My initial thoughts are these:
  • Vaughan has made a significant effort here, but hasn't answered all of my questions, particularly in regard to part 7, where I asked if ALAC would be prepared to meet with women who had been victims of sexual assaults to talk with them about the impact that the ads had on them personally. This has not even been addressed. As Vaughan has also failed to mention my question about whether they considered the impact this ad might have on those who had been victims of sexual assault I guess that means an answer in the negative to that one. Similarly with the lack of response to the query about the wisdom of asking people to consider and discuss an ad featuring a sexual assault in a group setting.
  • The focus group work is clearly extensive, but seems to have missed any research on possible unintended consequences from the ad, i.e that the "take out" isn't just about binge drinking, but also about policing women's behaviour more generally and may serve to reinforce the "she was asking for it" trope.
  • I find it interesting mental origami that Vaughan states that the message they wanted to get across, and which he claims was absorbed, was that it was the alcohol was responsible for the change in Lisa's demeanour, yet this is somehow in line with the campaign tag "it's not the drinking, it's how we're drinking"? Again this misses the fundamental point - the ad makes the link between Lisa's demeanour and the negative outcome for her, ie rape.
  • The "hooking up with guys" point I just find quite disturbing and objectionable. Yet again, a crucial disconnect with our concerns. This is not Dennis from accounts, this is a sexual assault.
  • In regard to the consultation stuff my reading of this is that they stuffed up a little and they know it. It really is very good indeed that they are going to involve groups like Rape Crisis (presumably) in developing any future ads that feature issues of sexual assault. Now if we could just get ALAC to stop thinking of it as "sexual vulnerability"...
Coincidentally I also received a response this week, in Friday's snail mail, from the ASA. More on that in a second post as time allows. I don't think you are going to like it much.

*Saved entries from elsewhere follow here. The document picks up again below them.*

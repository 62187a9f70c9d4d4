//! Fixtures shared by the render tests.

use std::collections::BTreeMap;

use crate::docx::document_text;
use crate::error::Result;
use crate::render::value::{ImagePars, ReportData, Value};
use crate::render::{preprocess_template, produce_report, RenderResult, ReportOptions};
use crate::xml::{build_xml, parse_xml, XmlOptions};

pub fn document(body: &str) -> String {
    format!(
        r#"<w:document xmlns:w="http://schemas.openxmlformats.org/wordprocessingml/2006/main"><w:body>{body}</w:body></w:document>"#
    )
}

pub fn paragraph(text: &str) -> String {
    format!("<w:p><w:r><w:t xml:space=\"preserve\">{text}</w:t></w:r></w:p>")
}

/// A document whose body is one paragraph per entry.
pub fn document_of(paragraphs: &[&str]) -> String {
    let body: String = paragraphs.iter().map(|t| paragraph(t)).collect();
    document(&body)
}

/// A paragraph with one `w:t` per entry; block commands (FOR/IF and their
/// ENDs) must live in their own text run so the walker can jump back to the
/// run and re-walk the body.
pub fn runs_paragraph(texts: &[&str]) -> String {
    let runs: String = texts
        .iter()
        .map(|t| format!("<w:t xml:space=\"preserve\">{t}</w:t>"))
        .collect();
    format!("<w:p><w:r>{runs}</w:r></w:p>")
}

pub fn render_with(
    xml: &str,
    data: &ReportData,
    options: &ReportOptions,
) -> Result<RenderResult> {
    let (mut tree, root) = parse_xml(xml)?;
    preprocess_template(&mut tree, root, &options.cmd_delimiter)?;
    produce_report(data, &mut tree, root, options)
}

pub fn render(xml: &str, data: &ReportData) -> RenderResult {
    render_with(xml, data, &ReportOptions::default()).expect("render succeeds")
}

/// The visible text of a render, one line per non-empty text node.
pub fn rendered_text(result: &RenderResult) -> String {
    document_text(&result.tree, result.root)
}

/// The serialised main part of a render.
pub fn rendered_xml(result: &RenderResult) -> String {
    build_xml(&result.tree, result.root, &XmlOptions::default())
}

pub fn scalar_data() -> ReportData {
    [
        ("name", Value::from("John")),
        ("surname", Value::from("Doe")),
        ("age", Value::Int(25)),
        ("score", Value::Int(85)),
        ("isActive", Value::Bool(true)),
        ("isInactive", Value::Bool(false)),
    ]
    .into_iter()
    .collect()
}

fn map(pairs: &[(&str, Value)]) -> Value {
    Value::Map(
        pairs
            .iter()
            .map(|(k, v)| (k.to_string(), v.clone()))
            .collect::<BTreeMap<_, _>>(),
    )
}

pub fn items_data() -> ReportData {
    [(
        "items",
        Value::List(vec![
            map(&[("name", Value::from("Item 1")), ("value", Value::Int(100))]),
            map(&[("name", Value::from("Item 2")), ("value", Value::Int(200))]),
            map(&[("name", Value::from("Item 3")), ("value", Value::Int(300))]),
        ]),
    )]
    .into_iter()
    .collect()
}

pub fn categories_data() -> ReportData {
    [(
        "categories",
        Value::List(vec![
            map(&[
                ("name", Value::from("Category 1")),
                (
                    "subitems",
                    Value::List(vec![Value::from("Sub 1.1"), Value::from("Sub 1.2")]),
                ),
            ]),
            map(&[
                ("name", Value::from("Category 2")),
                (
                    "subitems",
                    Value::List(vec![Value::from("Sub 2.1"), Value::from("Sub 2.2")]),
                ),
            ]),
        ]),
    )]
    .into_iter()
    .collect()
}

pub fn tiny_image() -> Value {
    Value::Image(ImagePars {
        width: 5.0,
        height: 5.0,
        data: vec![0x89, b'P', b'N', b'G'],
        extension: ".png".to_string(),
        caption: None,
    })
}

/// Positions of `needles` inside `haystack`, asserting each is present and
/// that they appear in the given order.
pub fn assert_in_order(haystack: &str, needles: &[&str]) {
    let mut from = 0;
    for needle in needles {
        match haystack[from..].find(needle) {
            Some(pos) => from += pos + needle.len(),
            None => panic!("expected '{needle}' (in order) in:\n{haystack}"),
        }
    }
}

In the meantime here's Eleanor Bishop's column in Salient on this issue earlier this month, and also if you want to peruse all the posts on this issue so far I've tagged them with their own category, "The Lisa Advert Chronicles". And there's the online petition (over 340 sigs as I write) and the Facebook group (nearly 200 members) on the matter too.



* I've squished up the paragraphs a little to make this not quite such a massive post, and I had to type the letter in over the course of a few hours broken up by a baby who seems to have forgotten how to sleep so there may be some typos. Hopefully I'll get a chance to proof and correct tomorrow (Monday). So in the first instance please assume any errors with Mr Vaughan's letter are mine until I've had a chance to do that.

3 comments:

artichoke said...

I am certain you will be able to draw some parallels with An Iconography of Contagion, a new exhibit at the National Academy of Sciences in Washington

How do we communicate public health messages today ... and how different is it from the way we communicated them in the 1940's?

Anonymous said...

Non-judgmental? Pull the other one, it's got bells on. No, there's no judgement whatsoever in a woman turning from a prim, waistcoated wine-drinker to a loose-haired dancing tequila-shot-drinking one who gets raped.

"The end goal is that women like Lisa will drink more moderately in future" - right, because now ALAC's put the fear of sexual assault into them. Hurrah! *headdesk*

tussock said...

So, their logic is as follows.

1: Some women binge drink, particularly single women from 25-40. They're being paid to reduce the incidence of that.

2: Women fear being raped.

3: If they make the entirely false connection that binge drinking women are natural targets for rapists, women will fear binge drinking.

4: It worked, so they fulfilled the terms of their contract.


One might wonder why they simply didn't tell people about what binge drinking really does to women. Poverty, health effects (it's carcinogenic, let alone thinking of your liver, brain, heart, immune system, ...), anti-social behavior, accidental injuries; you know, same as men.